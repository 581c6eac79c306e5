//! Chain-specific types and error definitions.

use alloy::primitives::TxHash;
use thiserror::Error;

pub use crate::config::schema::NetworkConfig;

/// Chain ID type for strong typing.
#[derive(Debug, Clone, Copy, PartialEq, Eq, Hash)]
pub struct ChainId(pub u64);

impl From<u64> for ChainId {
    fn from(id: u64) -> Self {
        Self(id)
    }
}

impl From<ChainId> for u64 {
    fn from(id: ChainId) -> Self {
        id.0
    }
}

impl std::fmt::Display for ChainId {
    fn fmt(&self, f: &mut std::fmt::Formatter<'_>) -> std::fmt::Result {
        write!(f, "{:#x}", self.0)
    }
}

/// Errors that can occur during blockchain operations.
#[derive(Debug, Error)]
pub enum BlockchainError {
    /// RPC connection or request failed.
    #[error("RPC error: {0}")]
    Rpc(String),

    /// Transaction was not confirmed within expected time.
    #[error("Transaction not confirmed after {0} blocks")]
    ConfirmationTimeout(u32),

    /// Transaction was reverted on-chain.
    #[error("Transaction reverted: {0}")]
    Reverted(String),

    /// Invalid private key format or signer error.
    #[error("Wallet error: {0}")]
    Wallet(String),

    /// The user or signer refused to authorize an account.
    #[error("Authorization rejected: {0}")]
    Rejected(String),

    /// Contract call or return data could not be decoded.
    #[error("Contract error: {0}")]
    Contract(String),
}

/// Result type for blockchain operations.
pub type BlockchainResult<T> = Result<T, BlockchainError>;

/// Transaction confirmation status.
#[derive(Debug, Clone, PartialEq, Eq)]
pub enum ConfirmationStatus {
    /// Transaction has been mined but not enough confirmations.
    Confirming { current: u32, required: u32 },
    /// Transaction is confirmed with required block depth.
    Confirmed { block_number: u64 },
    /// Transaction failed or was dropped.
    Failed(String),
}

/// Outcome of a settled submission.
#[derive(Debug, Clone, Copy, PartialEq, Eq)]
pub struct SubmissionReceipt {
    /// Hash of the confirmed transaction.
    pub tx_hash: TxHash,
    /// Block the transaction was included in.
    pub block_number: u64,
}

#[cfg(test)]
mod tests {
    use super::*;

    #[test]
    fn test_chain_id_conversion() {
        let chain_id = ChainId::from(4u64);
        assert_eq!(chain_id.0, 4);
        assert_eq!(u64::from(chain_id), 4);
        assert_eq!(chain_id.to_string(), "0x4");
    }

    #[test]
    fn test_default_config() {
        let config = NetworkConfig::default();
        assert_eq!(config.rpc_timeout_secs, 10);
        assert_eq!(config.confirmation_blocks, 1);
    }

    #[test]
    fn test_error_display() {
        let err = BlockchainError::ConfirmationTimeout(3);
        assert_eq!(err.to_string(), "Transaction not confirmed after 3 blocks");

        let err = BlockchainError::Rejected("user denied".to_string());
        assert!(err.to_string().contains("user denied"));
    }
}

## TASK DIRECTIONS
Set down each entry again, exactly as written.

## SOLUTION
repository 581c6eac79c306e5
//! Chain-specific types and error definitions.

use alloy::primitives::TxHash;
use thiserror::Error;

pub use crate::config::schema::NetworkConfig;

/// Chain ID type for strong typing.
#[derive(Debug, Clone, Copy, PartialEq, Eq, Hash)]
pub struct ChainId(pub u64);

impl From<u64> for ChainId {
    fn from(id: u64) -> Self {
        Self(id)
    }
}

impl From<ChainId> for u64 {
    fn from(id: ChainId) -> Self {
        id.0
    }
}

impl std::fmt::Display for ChainId {
    fn fmt(&self, f: &mut std::fmt::Formatter<'_>) -> std::fmt::Result {
        write!(f, "{:#x}", self.0)
    }
}

/// Errors that can occur during blockchain operations.
#[derive(Debug, Error)]
pub enum BlockchainError {
    /// RPC connection or request failed.
    #[error("RPC error: {0}")]
    Rpc(String),

    /// Transaction was not confirmed within expected time.
    #[error("Transaction not confirmed after {0} blocks")]
    ConfirmationTimeout(u32),

    /// Transaction was reverted on-chain.
    #[error("Transaction reverted: {0}")]
    Reverted(String),

    /// Invalid private key format or signer error.
    #[error("Wallet error: {0}")]
    Wallet(String),

    /// The user or signer refused to authorize an account.
    #[error("Authorization rejected: {0}")]
    Rejected(String),

    /// Contract call or return data could not be decoded.
    #[error("Contract error: {0}")]
    Contract(String),
}

/// Result type for blockchain operations.
pub type BlockchainResult<T> = Result<T, BlockchainError>;

/// Transaction confirmation status.
#[derive(Debug, Clone, PartialEq, Eq)]
pub enum ConfirmationStatus {
    /// Transaction has been mined but not enough confirmations.
    Confirming { current: u32, required: u32 },
    /// Transaction is confirmed with required block depth.
    Confirmed { block_number: u64 },
    /// Transaction failed or was dropped.
    Failed(String),
}

/// Outcome of a settled submission.
#[derive(Debug, Clone, Copy, PartialEq, Eq)]
pub struct SubmissionReceipt {
    /// Hash of the confirmed transaction.
    pub tx_hash: TxHash,
    /// Block the transaction was included in.
    pub block_number: u64,
}

#[cfg(test)]
mod tests {
    use super::*;

    #[test]
    fn test_chain_id_conversion() {
        let chain_id = ChainId::from(4u64);
        assert_eq!(chain_id.0, 4);
        assert_eq!(u64::from(chain_id), 4);
        assert_eq!(chain_id.to_string(), "0x4");
    }

    #[test]
    fn test_default_config() {
        let config = NetworkConfig::default();
        assert_eq!(config.rpc_timeout_secs, 10);
        assert_eq!(config.confirmation_blocks, 1);
    }

    #[test]
    fn test_error_display() {
        let err = BlockchainError::ConfirmationTimeout(3);
        assert_eq!(err.to_string(), "Transaction not confirmed after 3 blocks");

        let err = BlockchainError::Rejected("user denied".to_string());
        assert!(err.to_string().contains("user denied"));
    }
}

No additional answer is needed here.